We are supposed to be able to trust that our pastors are speaking Truth from the pulpit. We must be able to trust they interpret scripture wisely and correctly. The pre-millennial rapture theory is just that – a theory. It is divisive and not a foundational truth. There are many Christians who do not believe in it. Discuss it in small groups where questions can be asked and objections raised. But don’t preach it. It undermines a preacher’s credibility with those of us who do not believe it.

In my conversation with this preacher, I hoped he would ask me what my greatest objections were. He didn’t ask. And as I sat and listened to his monologue and thought about it in the following days, I realized I no longer felt I could fully trust his interpretation of scripture. What other scripture that I don’t fully understand is he twisting or taking out of context? The only good that came out of that experience is that I research any sermon or teaching that doesn’t ring true. Unfortunately, most Christians don’t take the time to do this.
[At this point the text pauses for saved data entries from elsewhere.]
//! Change detection between the stored batch and a fresh scrape.
//!
//! The store only ever holds the latest batch, so two transitions are
//! distinguished:
//!
//! - a different publish date supersedes the old batch, and every scraped
//!   row counts as newly arrived;
//! - the same publish date keeps the old rows comparable, and only rows
//!   whose `(exam_name, published_date)` key is absent from the old batch
//!   count as newly arrived.

use std::collections::HashSet;

use serde::Serialize;

use crate::error::{AppError, Result};
use crate::models::NotificationRow;

/// Kind of transition between the stored and scraped batch.
#[derive(Debug, Clone, Copy, PartialEq, Eq, Serialize)]
#[serde(rename_all = "snake_case")]
pub enum ChangeKind {
    /// Nothing stored yet
    FirstRun,
    /// Publish date changed
    NewBatch,
    /// Same publish date, different row set
    RowsChanged,
    /// Same publish date, same row set
    Unchanged,
}

/// Outcome of comparing two batches.
#[derive(Debug, Clone, PartialEq, Eq)]
pub struct ChangeDecision {
    pub kind: ChangeKind,
    /// Replace the stored batch with the scraped one
    pub should_persist: bool,
    /// Scraped rows not attributable to the stored batch
    pub newly_arrived: Vec<NotificationRow>,
}

impl ChangeDecision {
    fn persist_all(kind: ChangeKind, rows: &[NotificationRow]) -> Self {
        Self {
            kind,
            should_persist: true,
            newly_arrived: rows.to_vec(),
        }
    }

    fn unchanged() -> Self {
        Self {
            kind: ChangeKind::Unchanged,
            should_persist: false,
            newly_arrived: Vec::new(),
        }
    }
}

/// Return the publish date shared by every row of `rows`.
///
/// Fails when the batch is empty or mixes dates.
pub fn batch_date<'a>(rows: &'a [NotificationRow], label: &str) -> Result<&'a str> {
    let first = rows
        .first()
        .ok_or_else(|| AppError::malformed(format!("{label} batch is empty")))?;

    if let Some(odd) = rows
        .iter()
        .find(|r| r.published_date != first.published_date)
    {
        return Err(AppError::malformed(format!(
            "{label} batch mixes publish dates '{}' and '{}'",
            first.published_date, odd.published_date
        )));
    }

    Ok(&first.published_date)
}

/// Compare the stored batch with a freshly scraped one.
pub fn detect(old: &[NotificationRow], new: &[NotificationRow]) -> Result<ChangeDecision> {
    let new_date = batch_date(new, "scraped")?;

    if old.is_empty() {
        return Ok(ChangeDecision::persist_all(ChangeKind::FirstRun, new));
    }

    let old_date = batch_date(old, "stored")?;
    if old_date != new_date {
        log::debug!("Publish date changed: {} -> {}", old_date, new_date);
        return Ok(ChangeDecision::persist_all(ChangeKind::NewBatch, new));
    }

    let old_keys: HashSet<(&str, &str)> = old.iter().map(NotificationRow::key).collect();
    let new_keys: HashSet<(&str, &str)> = new.iter().map(NotificationRow::key).collect();

    if old_keys == new_keys {
        return Ok(ChangeDecision::unchanged());
    }

    let newly_arrived = new
        .iter()
        .filter(|row| !old_keys.contains(&row.key()))
        .cloned()
        .collect();

    Ok(ChangeDecision {
        kind: ChangeKind::RowsChanged,
        should_persist: true,
        newly_arrived,
    })
}

#[cfg(test)]
mod tests {
    use super::*;

    fn row(date: &str, name: &str) -> NotificationRow {
        NotificationRow::new(date, name, format!("http://x/{}.pdf", name.len()))
    }

    #[test]
    fn test_first_run_takes_everything() {
        let new = vec![row("12-01-2024", "A"), row("12-01-2024", "B")];
        let decision = detect(&[], &new).unwrap();

        assert_eq!(decision.kind, ChangeKind::FirstRun);
        assert!(decision.should_persist);
        assert_eq!(decision.newly_arrived, new);
    }

    #[test]
    fn test_identical_batch_is_noop() {
        let batch = vec![row("12-01-2024", "A"), row("12-01-2024", "B")];
        let decision = detect(&batch, &batch).unwrap();

        assert_eq!(decision.kind, ChangeKind::Unchanged);
        assert!(!decision.should_persist);
        assert!(decision.newly_arrived.is_empty());
    }

    #[test]
    fn test_reordered_batch_is_noop() {
        let old = vec![row("12-01-2024", "A"), row("12-01-2024", "B")];
        let new = vec![row("12-01-2024", "B"), row("12-01-2024", "A")];

        assert!(!detect(&old, &new).unwrap().should_persist);
    }

    #[test]
    fn test_link_change_alone_is_noop() {
        let old = vec![NotificationRow::new("12-01-2024", "A", "http://x/1.pdf")];
        let new = vec![NotificationRow::new("12-01-2024", "A", "http://x/2.pdf")];

        assert_eq!(detect(&old, &new).unwrap().kind, ChangeKind::Unchanged);
    }

    #[test]
    fn test_new_date_supersedes_despite_overlap() {
        let old = vec![row("12-01-2024", "A"), row("12-01-2024", "B")];
        let new = vec![row("15-01-2024", "A"), row("15-01-2024", "B")];
        let decision = detect(&old, &new).unwrap();

        assert_eq!(decision.kind, ChangeKind::NewBatch);
        assert!(decision.should_persist);
        assert_eq!(decision.newly_arrived, new);
    }

    #[test]
    fn test_same_date_added_rows() {
        let old = vec![row("12-01-2024", "A")];
        let new = vec![row("12-01-2024", "A"), row("12-01-2024", "B")];
        let decision = detect(&old, &new).unwrap();

        assert_eq!(decision.kind, ChangeKind::RowsChanged);
        assert!(decision.should_persist);
        assert_eq!(decision.newly_arrived, vec![row("12-01-2024", "B")]);
    }

    #[test]
    fn test_same_date_removed_rows_persists_without_arrivals() {
        let old = vec![row("12-01-2024", "A"), row("12-01-2024", "B")];
        let new = vec![row("12-01-2024", "A")];
        let decision = detect(&old, &new).unwrap();

        assert_eq!(decision.kind, ChangeKind::RowsChanged);
        assert!(decision.should_persist);
        assert!(decision.newly_arrived.is_empty());
    }

    #[test]
    fn test_same_date_swap_reports_only_additions() {
        let old = vec![row("12-01-2024", "A"), row("12-01-2024", "B")];
        let new = vec![row("12-01-2024", "A"), row("12-01-2024", "C")];
        let decision = detect(&old, &new).unwrap();

        assert!(decision.should_persist);
        assert_eq!(decision.newly_arrived, vec![row("12-01-2024", "C")]);
    }

    #[test]
    fn test_rejects_empty_scrape() {
        let old = vec![row("12-01-2024", "A")];
        assert!(matches!(
            detect(&old, &[]),
            Err(AppError::MalformedBatch(_))
        ));
    }

    #[test]
    fn test_rejects_mixed_dates() {
        let new = vec![row("12-01-2024", "A"), row("13-01-2024", "B")];
        assert!(matches!(detect(&[], &new), Err(AppError::MalformedBatch(_))));

        let old = new.clone();
        let fresh = vec![row("12-01-2024", "A")];
        assert!(matches!(
            detect(&old, &fresh),
            Err(AppError::MalformedBatch(_))
        ));
    }
}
Those of us who do not believe this theory can explain why we do not believe it: the theory is worldly-focused; it does not acknowledge the Old Testament nation of Israel as a type pointing to the New Testament Church; it ignores the progressiveness of God’s revelation; instead of Jesus, the nation of Israel becomes the theme of the Old Testament; it renders many New Testament authors’ teachings meaningless, including Paul’s; it requires that God has 2 plans of salvation because He has created 2 separate groups of people. One of the most frustrating issues is the claim that believers must always apply a literal meaning to the Bible, when we clearly cannot (for example, we cannot literally interpret Jesus as bread or water). The theory also collapses when reading the book of Revelation where Old Testament symbolism is used. In order for the pre-millennial rapture theory to work, we must switch to a literal meaning of words in the verses used to support the theory (for example, the number 1,000).  Symbolic interpretation is fine elsewhere. There are other reasons. Just ask us. We welcome the chance to discuss it.

Preachers seem hesitant to preach on the power of the Holy Spirit yet think nothing of preaching the pre-millennial rapture of the church. I believe it is having more of a negative impact on the church than many leaders understand. I have no problem with engaging members in a format where an open discussion can happen, but, please, don’t preach it from the pulpit!